DATA FOR THIS EXERCISE Start Marker

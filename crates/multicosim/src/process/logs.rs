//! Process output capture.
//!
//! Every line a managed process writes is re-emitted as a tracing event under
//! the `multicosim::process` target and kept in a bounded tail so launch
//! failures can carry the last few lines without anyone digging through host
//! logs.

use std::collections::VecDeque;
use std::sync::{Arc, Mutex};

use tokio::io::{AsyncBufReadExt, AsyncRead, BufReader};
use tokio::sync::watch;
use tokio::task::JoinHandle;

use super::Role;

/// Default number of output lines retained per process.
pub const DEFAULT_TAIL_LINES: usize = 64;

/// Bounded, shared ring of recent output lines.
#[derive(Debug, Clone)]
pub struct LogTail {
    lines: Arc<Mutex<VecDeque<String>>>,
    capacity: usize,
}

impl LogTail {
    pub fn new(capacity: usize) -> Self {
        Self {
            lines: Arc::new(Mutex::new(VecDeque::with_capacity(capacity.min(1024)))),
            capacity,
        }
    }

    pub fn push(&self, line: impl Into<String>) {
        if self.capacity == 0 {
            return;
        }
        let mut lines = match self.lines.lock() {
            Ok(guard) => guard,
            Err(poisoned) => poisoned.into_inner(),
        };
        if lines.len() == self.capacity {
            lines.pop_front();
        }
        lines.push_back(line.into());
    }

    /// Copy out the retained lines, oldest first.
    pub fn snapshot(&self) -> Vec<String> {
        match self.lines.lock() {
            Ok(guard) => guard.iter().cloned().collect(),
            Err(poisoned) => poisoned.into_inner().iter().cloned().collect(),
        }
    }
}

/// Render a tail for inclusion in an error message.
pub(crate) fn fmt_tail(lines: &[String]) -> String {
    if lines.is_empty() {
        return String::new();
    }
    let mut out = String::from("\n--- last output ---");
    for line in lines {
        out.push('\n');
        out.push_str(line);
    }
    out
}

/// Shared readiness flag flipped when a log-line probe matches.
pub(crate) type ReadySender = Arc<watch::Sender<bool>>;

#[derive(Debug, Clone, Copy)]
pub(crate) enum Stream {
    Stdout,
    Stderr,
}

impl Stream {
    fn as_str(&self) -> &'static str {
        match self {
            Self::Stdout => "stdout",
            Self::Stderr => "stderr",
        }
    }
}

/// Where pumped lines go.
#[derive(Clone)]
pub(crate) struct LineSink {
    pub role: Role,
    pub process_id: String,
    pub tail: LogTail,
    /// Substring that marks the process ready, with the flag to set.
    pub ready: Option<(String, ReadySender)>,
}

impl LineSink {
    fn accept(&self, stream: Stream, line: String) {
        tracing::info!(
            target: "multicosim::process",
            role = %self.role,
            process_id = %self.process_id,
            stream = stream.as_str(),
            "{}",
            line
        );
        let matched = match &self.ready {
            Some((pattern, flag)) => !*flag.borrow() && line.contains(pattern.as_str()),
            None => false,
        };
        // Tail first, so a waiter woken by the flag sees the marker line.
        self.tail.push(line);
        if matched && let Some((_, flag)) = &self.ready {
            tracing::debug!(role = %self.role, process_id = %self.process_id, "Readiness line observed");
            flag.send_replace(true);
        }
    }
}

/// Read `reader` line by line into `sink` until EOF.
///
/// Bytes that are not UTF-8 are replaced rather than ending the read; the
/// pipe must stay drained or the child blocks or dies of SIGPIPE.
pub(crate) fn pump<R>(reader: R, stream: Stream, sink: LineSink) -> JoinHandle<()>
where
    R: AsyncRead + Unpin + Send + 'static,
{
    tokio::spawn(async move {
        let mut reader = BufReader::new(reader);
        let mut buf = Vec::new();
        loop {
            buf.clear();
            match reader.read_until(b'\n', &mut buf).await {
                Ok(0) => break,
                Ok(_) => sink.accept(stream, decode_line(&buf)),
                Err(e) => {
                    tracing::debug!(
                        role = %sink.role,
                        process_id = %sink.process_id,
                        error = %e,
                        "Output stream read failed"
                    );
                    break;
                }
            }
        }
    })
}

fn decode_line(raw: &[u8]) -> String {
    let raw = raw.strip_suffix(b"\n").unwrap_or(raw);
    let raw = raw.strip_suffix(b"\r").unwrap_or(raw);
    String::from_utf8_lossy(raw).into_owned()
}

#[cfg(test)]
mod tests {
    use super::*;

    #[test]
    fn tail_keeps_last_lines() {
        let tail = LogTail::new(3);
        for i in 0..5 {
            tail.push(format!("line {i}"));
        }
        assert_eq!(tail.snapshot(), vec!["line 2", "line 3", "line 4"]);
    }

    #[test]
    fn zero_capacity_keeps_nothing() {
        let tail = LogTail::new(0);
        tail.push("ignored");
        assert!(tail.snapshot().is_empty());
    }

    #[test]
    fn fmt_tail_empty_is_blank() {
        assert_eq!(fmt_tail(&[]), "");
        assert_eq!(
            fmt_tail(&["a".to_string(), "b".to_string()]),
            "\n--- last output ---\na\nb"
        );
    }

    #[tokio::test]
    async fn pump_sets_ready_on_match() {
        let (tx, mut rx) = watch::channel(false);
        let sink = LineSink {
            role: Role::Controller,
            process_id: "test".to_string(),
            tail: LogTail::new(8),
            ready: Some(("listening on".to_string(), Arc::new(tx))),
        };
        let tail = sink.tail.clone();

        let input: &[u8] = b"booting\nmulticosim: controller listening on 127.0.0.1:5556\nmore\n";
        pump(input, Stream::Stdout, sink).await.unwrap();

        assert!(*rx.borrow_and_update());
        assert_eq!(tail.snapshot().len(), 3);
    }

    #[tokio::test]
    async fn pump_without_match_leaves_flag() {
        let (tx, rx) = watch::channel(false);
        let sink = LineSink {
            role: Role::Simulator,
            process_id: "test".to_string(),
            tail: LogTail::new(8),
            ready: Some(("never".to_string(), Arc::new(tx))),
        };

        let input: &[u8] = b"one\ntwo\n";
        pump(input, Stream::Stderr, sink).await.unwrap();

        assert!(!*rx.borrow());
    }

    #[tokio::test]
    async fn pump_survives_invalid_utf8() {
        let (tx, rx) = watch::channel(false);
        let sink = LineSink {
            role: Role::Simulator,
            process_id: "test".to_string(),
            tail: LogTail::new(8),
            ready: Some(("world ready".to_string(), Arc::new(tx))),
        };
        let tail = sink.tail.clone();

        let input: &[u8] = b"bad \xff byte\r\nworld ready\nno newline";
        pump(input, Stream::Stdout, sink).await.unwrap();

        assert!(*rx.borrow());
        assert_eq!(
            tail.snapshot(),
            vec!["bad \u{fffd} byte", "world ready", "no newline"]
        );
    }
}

DATA FOR THIS EXERCISE End Marker

_TASK_
From the first line of the listing above through the line that contains "pub fn push(&self, line: impl", set down each line without alteration, and nothing else.

_EXERCISE ANSWER_
filename crates/multicosim/src/process/logs.rs
//! Process output capture.
//!
//! Every line a managed process writes is re-emitted as a tracing event under
//! the `multicosim::process` target and kept in a bounded tail so launch
//! failures can carry the last few lines without anyone digging through host
//! logs.

use std::collections::VecDeque;
use std::sync::{Arc, Mutex};

use tokio::io::{AsyncBufReadExt, AsyncRead, BufReader};
use tokio::sync::watch;
use tokio::task::JoinHandle;

use super::Role;

/// Default number of output lines retained per process.
pub const DEFAULT_TAIL_LINES: usize = 64;

/// Bounded, shared ring of recent output lines.
#[derive(Debug, Clone)]
pub struct LogTail {
    lines: Arc<Mutex<VecDeque<String>>>,
    capacity: usize,
}

impl LogTail {
    pub fn new(capacity: usize) -> Self {
        Self {
            lines: Arc::new(Mutex::new(VecDeque::with_capacity(capacity.min(1024)))),
            capacity,
        }
    }

    pub fn push(&self, line: impl Into<String>) {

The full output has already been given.